- **Input for this task**
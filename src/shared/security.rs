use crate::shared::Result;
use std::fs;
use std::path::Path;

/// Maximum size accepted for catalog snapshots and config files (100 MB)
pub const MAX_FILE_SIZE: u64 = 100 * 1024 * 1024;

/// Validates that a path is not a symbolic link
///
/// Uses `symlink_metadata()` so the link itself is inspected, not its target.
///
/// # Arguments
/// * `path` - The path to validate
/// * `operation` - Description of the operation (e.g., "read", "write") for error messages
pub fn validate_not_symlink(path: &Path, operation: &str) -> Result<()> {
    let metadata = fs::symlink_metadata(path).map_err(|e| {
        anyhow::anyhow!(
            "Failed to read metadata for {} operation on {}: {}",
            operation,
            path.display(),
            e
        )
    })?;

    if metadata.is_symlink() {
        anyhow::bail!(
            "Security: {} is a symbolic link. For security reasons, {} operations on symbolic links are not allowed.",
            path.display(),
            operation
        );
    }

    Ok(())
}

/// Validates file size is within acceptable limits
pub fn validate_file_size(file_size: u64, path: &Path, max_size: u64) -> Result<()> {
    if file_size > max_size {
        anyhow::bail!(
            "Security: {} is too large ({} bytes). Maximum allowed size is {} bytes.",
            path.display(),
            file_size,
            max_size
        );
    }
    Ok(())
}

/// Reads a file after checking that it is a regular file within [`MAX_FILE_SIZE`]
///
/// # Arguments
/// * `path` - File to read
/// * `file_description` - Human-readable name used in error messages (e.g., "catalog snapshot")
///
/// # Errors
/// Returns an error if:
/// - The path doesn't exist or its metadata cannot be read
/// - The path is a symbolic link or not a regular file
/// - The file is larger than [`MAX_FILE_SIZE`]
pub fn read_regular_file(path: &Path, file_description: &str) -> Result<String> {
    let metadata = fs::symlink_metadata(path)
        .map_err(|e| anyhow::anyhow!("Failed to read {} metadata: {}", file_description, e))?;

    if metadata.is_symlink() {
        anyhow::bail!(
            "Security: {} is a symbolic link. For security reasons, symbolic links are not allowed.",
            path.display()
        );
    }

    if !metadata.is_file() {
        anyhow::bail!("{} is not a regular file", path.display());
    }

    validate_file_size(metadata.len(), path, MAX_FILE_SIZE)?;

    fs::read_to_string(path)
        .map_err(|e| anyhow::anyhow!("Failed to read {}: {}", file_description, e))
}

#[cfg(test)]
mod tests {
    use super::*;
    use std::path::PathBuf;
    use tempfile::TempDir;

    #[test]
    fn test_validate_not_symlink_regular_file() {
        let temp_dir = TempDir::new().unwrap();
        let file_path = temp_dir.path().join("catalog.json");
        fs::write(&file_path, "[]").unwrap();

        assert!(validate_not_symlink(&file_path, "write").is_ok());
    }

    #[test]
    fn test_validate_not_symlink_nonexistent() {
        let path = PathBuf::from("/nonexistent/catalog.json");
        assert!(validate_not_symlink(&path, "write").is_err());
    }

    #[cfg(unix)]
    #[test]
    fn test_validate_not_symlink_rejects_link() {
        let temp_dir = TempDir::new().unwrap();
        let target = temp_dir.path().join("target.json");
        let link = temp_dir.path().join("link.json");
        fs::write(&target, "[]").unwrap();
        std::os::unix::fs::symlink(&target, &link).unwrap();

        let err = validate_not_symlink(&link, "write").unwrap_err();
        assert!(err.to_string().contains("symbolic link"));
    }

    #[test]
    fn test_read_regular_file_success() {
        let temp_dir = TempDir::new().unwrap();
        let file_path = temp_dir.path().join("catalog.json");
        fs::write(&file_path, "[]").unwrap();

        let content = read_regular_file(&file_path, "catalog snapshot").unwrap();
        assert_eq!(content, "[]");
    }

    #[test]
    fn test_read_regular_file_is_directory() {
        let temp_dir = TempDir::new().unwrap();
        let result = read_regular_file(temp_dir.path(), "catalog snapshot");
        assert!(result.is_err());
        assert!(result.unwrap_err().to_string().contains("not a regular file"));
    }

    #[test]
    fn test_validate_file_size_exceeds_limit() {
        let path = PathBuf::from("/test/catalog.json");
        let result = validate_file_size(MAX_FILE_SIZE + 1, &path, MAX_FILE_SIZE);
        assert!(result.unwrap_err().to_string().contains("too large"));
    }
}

==

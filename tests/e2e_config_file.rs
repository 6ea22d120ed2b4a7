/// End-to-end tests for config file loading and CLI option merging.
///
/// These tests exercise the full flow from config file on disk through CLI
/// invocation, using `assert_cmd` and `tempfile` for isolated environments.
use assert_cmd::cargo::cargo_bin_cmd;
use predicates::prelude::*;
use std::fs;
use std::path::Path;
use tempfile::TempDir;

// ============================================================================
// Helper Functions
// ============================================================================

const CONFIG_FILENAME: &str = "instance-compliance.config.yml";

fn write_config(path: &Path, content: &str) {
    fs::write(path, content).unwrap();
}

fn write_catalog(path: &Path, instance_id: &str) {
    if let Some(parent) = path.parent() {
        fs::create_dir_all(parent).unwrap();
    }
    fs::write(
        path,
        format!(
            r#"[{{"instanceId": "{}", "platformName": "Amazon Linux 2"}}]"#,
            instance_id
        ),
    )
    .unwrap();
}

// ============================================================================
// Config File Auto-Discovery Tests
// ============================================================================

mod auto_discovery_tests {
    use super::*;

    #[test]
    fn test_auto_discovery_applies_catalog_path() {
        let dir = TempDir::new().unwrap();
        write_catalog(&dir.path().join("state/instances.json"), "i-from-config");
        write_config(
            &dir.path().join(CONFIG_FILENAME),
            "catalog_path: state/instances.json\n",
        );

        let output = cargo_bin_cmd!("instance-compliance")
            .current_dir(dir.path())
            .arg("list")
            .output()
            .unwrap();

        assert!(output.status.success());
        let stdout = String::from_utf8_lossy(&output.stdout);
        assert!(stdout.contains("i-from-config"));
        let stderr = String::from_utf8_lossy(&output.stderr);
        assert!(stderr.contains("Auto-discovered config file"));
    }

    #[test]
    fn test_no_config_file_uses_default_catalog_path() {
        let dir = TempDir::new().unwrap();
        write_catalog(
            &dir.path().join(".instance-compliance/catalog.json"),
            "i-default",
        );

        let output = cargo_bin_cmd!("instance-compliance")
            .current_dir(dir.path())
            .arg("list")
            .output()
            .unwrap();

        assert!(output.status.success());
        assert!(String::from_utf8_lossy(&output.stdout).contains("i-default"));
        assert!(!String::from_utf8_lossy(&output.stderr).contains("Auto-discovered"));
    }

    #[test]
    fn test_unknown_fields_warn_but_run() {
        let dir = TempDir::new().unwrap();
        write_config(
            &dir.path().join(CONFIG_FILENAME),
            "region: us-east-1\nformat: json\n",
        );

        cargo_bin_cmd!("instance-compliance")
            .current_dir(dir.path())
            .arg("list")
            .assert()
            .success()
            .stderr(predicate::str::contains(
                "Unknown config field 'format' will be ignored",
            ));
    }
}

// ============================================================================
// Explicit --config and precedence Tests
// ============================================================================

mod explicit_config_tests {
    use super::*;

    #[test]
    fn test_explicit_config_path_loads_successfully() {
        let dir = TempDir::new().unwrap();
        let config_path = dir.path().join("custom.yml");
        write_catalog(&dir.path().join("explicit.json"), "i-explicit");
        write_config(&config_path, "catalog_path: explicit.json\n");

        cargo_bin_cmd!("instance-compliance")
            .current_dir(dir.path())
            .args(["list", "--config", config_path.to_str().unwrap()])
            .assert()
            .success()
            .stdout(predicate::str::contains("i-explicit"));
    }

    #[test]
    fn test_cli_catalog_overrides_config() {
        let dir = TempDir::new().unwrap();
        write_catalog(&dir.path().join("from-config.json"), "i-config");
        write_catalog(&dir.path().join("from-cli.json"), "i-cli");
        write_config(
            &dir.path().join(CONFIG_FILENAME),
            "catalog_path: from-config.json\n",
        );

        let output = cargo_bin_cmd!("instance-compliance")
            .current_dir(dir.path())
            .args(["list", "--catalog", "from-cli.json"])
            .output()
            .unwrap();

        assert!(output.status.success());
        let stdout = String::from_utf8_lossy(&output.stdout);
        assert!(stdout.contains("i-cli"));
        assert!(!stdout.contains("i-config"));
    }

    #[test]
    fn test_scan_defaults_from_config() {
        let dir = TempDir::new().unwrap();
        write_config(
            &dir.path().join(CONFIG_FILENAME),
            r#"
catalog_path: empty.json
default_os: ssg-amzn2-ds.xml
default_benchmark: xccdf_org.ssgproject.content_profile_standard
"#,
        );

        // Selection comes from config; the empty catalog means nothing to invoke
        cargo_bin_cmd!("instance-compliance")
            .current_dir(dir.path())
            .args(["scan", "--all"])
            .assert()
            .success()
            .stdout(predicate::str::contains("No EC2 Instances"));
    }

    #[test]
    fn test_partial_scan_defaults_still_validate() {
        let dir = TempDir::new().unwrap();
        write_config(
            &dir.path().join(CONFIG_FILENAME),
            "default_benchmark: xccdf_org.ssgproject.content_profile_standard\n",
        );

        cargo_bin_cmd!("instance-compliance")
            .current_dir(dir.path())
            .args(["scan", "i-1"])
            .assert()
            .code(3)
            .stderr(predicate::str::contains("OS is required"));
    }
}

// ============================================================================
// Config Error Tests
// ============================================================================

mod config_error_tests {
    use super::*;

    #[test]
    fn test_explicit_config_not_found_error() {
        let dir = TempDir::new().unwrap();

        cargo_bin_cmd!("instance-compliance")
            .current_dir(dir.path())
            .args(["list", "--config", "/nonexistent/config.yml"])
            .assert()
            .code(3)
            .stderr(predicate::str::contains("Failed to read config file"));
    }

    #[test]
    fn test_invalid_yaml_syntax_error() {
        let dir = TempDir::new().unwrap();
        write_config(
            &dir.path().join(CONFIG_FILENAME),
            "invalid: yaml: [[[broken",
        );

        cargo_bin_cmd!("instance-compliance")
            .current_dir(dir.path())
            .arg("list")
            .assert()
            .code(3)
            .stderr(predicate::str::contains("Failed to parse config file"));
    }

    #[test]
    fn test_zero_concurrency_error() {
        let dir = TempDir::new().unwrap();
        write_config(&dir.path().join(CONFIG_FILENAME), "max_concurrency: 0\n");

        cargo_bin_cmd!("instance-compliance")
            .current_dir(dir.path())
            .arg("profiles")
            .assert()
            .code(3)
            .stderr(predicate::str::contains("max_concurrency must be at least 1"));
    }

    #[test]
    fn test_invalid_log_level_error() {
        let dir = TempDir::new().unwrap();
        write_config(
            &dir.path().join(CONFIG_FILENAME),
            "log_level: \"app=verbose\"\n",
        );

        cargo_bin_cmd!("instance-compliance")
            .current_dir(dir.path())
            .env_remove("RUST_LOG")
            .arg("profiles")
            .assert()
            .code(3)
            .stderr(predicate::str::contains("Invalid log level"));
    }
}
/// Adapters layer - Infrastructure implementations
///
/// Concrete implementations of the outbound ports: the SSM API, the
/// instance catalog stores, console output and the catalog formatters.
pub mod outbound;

--

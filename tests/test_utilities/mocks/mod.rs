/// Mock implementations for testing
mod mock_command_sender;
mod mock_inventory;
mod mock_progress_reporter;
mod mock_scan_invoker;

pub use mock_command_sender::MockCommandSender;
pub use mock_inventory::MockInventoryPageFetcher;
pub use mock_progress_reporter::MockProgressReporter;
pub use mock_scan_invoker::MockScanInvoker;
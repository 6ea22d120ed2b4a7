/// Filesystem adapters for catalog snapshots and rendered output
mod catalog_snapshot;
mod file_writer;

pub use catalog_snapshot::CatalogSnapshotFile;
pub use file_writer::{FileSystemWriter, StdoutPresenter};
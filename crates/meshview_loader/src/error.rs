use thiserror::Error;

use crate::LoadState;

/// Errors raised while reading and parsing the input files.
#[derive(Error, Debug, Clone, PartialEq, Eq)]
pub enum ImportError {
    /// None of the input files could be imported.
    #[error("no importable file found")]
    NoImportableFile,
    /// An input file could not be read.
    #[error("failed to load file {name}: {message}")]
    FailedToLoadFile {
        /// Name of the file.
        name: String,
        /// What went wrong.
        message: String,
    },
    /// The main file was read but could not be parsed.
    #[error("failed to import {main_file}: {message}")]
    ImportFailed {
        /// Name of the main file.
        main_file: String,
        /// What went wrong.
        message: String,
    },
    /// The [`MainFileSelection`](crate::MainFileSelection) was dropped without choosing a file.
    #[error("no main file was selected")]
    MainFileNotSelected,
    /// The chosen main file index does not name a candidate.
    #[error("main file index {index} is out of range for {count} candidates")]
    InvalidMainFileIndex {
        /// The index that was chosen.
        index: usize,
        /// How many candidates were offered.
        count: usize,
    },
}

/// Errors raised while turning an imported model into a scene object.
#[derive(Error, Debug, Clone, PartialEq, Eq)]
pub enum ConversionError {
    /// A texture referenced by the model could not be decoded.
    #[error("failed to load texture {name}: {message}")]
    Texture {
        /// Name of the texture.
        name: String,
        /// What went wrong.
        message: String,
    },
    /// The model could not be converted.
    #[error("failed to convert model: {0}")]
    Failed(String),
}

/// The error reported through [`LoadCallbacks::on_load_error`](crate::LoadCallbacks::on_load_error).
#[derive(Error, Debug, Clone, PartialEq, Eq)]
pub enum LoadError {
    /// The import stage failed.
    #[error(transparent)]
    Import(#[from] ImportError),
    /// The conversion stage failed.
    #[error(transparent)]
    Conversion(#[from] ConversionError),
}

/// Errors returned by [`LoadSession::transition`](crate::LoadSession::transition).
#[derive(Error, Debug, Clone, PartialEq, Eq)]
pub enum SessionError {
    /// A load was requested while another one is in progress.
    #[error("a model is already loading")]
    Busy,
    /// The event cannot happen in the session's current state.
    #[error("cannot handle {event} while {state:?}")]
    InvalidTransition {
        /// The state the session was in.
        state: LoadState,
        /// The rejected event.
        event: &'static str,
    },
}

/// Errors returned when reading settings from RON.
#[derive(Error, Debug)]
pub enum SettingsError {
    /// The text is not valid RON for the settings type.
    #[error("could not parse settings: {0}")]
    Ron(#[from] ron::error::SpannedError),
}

- **What to do**
In the entries above, one line contains "filename src/shared/security.rs" and another contains "The file is". Reproduce exactly those two lines and the lines between them, nothing else.

- **Result for this task**
filename src/shared/security.rs
use crate::shared::Result;
use std::fs;
use std::path::Path;

/// Maximum size accepted for catalog snapshots and config files (100 MB)
pub const MAX_FILE_SIZE: u64 = 100 * 1024 * 1024;

/// Validates that a path is not a symbolic link
///
/// Uses `symlink_metadata()` so the link itself is inspected, not its target.
///
/// # Arguments
/// * `path` - The path to validate
/// * `operation` - Description of the operation (e.g., "read", "write") for error messages
pub fn validate_not_symlink(path: &Path, operation: &str) -> Result<()> {
    let metadata = fs::symlink_metadata(path).map_err(|e| {
        anyhow::anyhow!(
            "Failed to read metadata for {} operation on {}: {}",
            operation,
            path.display(),
            e
        )
    })?;

    if metadata.is_symlink() {
        anyhow::bail!(
            "Security: {} is a symbolic link. For security reasons, {} operations on symbolic links are not allowed.",
            path.display(),
            operation
        );
    }

    Ok(())
}

/// Validates file size is within acceptable limits
pub fn validate_file_size(file_size: u64, path: &Path, max_size: u64) -> Result<()> {
    if file_size > max_size {
        anyhow::bail!(
            "Security: {} is too large ({} bytes). Maximum allowed size is {} bytes.",
            path.display(),
            file_size,
            max_size
        );
    }
    Ok(())
}

/// Reads a file after checking that it is a regular file within [`MAX_FILE_SIZE`]
///
/// # Arguments
/// * `path` - File to read
/// * `file_description` - Human-readable name used in error messages (e.g., "catalog snapshot")
///
/// # Errors
/// Returns an error if:
/// - The path doesn't exist or its metadata cannot be read
/// - The path is a symbolic link or not a regular file
/// - The file is larger than [`MAX_FILE_SIZE`]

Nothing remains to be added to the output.